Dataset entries
%%
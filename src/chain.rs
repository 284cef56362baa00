//! Fluent chaining of pipes.
//!
//! [`Chain`] holds the current subject and the host it runs on. Each
//! [`pipe`](Chain::pipe) builds a [`PipeCommand`]; awaiting the command runs
//! the retry engine and yields a new chain centered on the resolved value, so
//! later pipes only start once earlier ones have settled.
//!
//! ```rust
//! use pipewater::{Chain, TokioHost};
//! use pipewater::assertion::equal;
//! use serde_json::{json, Value};
//! use std::time::Duration;
//!
//! fn get_foo(obj: &Value) -> Result<Value, String> {
//!     obj.get("foo").cloned().ok_or_else(|| "no foo".to_string())
//! }
//!
//! # tokio_test::block_on(async {
//! let host = TokioHost::default();
//!
//! let text = Chain::wrap(&host, json!({ "foo": { "bar": "baz" } }))
//!     .pipe(get_foo)
//!     .await
//!     .unwrap()
//!     .pipe(|foo: &Value| Ok::<_, String>(foo["bar"].clone()))
//!     .with_timeout(Duration::from_millis(200))
//!     .should(equal(json!("baz")))
//!     .await
//!     .unwrap();
//!
//! assert_eq!(text.subject(), &json!("baz"));
//! assert_eq!(host.logs().len(), 2);
//! # });
//! ```

use std::fmt;
use std::future::IntoFuture;
use std::time::Duration;

use futures::future::BoxFuture;

use crate::assertion::Assertion;
use crate::host::Host;
use crate::retry::{pipe, PipeOptions, TimedOut};
use crate::transform::{Subject, Transform};

/// A subject bound to the host its pipes run on.
pub struct Chain<'h, H, S> {
    host: &'h H,
    subject: S,
}

impl<'h, H: Host, S: Subject> Chain<'h, H, S> {
    /// Start a chain at `subject`.
    pub fn wrap(host: &'h H, subject: S) -> Self {
        Chain { host, subject }
    }

    /// The current subject.
    pub fn subject(&self) -> &S {
        &self.subject
    }

    /// End the chain, returning the current subject.
    pub fn into_subject(self) -> S {
        self.subject
    }

    /// The host the chain runs on.
    pub fn host(&self) -> &'h H {
        self.host
    }

    /// Queue `transform` against the current subject.
    ///
    /// Nothing runs until the returned command is awaited.
    pub fn pipe<F>(self, transform: F) -> PipeCommand<'h, H, S, F>
    where
        F: Transform<S>,
        F::Output: Subject,
    {
        PipeCommand {
            host: self.host,
            subject: self.subject,
            transform,
            options: PipeOptions::default(),
            assertion: None,
        }
    }
}

impl<H, S: fmt::Debug> fmt::Debug for Chain<'_, H, S> {
    fn fmt(&self, f: &mut fmt::Formatter<'_>) -> fmt::Result {
        f.debug_struct("Chain")
            .field("subject", &self.subject)
            .finish()
    }
}

/// A queued pipe, run by awaiting it.
pub struct PipeCommand<'h, H, S, F: Transform<S>> {
    host: &'h H,
    subject: S,
    transform: F,
    options: PipeOptions,
    assertion: Option<Box<dyn Assertion<F::Output>>>,
}

impl<'h, H, S, F> PipeCommand<'h, H, S, F>
where
    H: Host,
    S: Subject,
    F: Transform<S>,
    F::Output: Subject,
{
    /// Give up after `timeout` instead of the host default.
    pub fn with_timeout(mut self, timeout: Duration) -> Self {
        self.options = self.options.with_timeout(timeout);
        self
    }

    /// Enable or disable the diagnostic record.
    pub fn with_log(mut self, log: bool) -> Self {
        self.options = self.options.with_log(log);
        self
    }

    /// Replace all options at once.
    pub fn with_options(mut self, options: PipeOptions) -> Self {
        self.options = options;
        self
    }

    /// Keep retrying until the resolved value passes `assertion`.
    pub fn should<A>(mut self, assertion: A) -> Self
    where
        A: Assertion<F::Output> + 'static,
    {
        self.assertion = Some(Box::new(assertion));
        self
    }
}

impl<H, S, F: Transform<S>> fmt::Debug for PipeCommand<'_, H, S, F> {
    fn fmt(&self, f: &mut fmt::Formatter<'_>) -> fmt::Result {
        f.debug_struct("PipeCommand")
            .field("message", &self.transform.message())
            .field("options", &self.options)
            .field("assertion", &self.assertion.is_some())
            .finish()
    }
}

impl<'h, H, S, F> IntoFuture for PipeCommand<'h, H, S, F>
where
    H: Host,
    S: Subject,
    F: Transform<S> + 'h,
    F::Output: Subject,
{
    type Output = Result<Chain<'h, H, F::Output>, TimedOut>;
    type IntoFuture = BoxFuture<'h, Self::Output>;

    fn into_future(self) -> Self::IntoFuture {
        let PipeCommand {
            host,
            subject,
            transform,
            options,
            assertion,
        } = self;
        Box::pin(async move {
            let value = pipe(host, subject, transform, options, assertion.as_deref()).await?;
            Ok(Chain::wrap(host, value))
        })
    }
}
%%
Return every line above that contains the word "impl".

Response to the task:
impl<'h, H: Host, S: Subject> Chain<'h, H, S> {
impl<H, S: fmt::Debug> fmt::Debug for Chain<'_, H, S> {
impl<'h, H, S, F> PipeCommand<'h, H, S, F>
impl<H, S, F: Transform<S>> fmt::Debug for PipeCommand<'_, H, S, F> {
impl<'h, H, S, F> IntoFuture for PipeCommand<'h, H, S, F>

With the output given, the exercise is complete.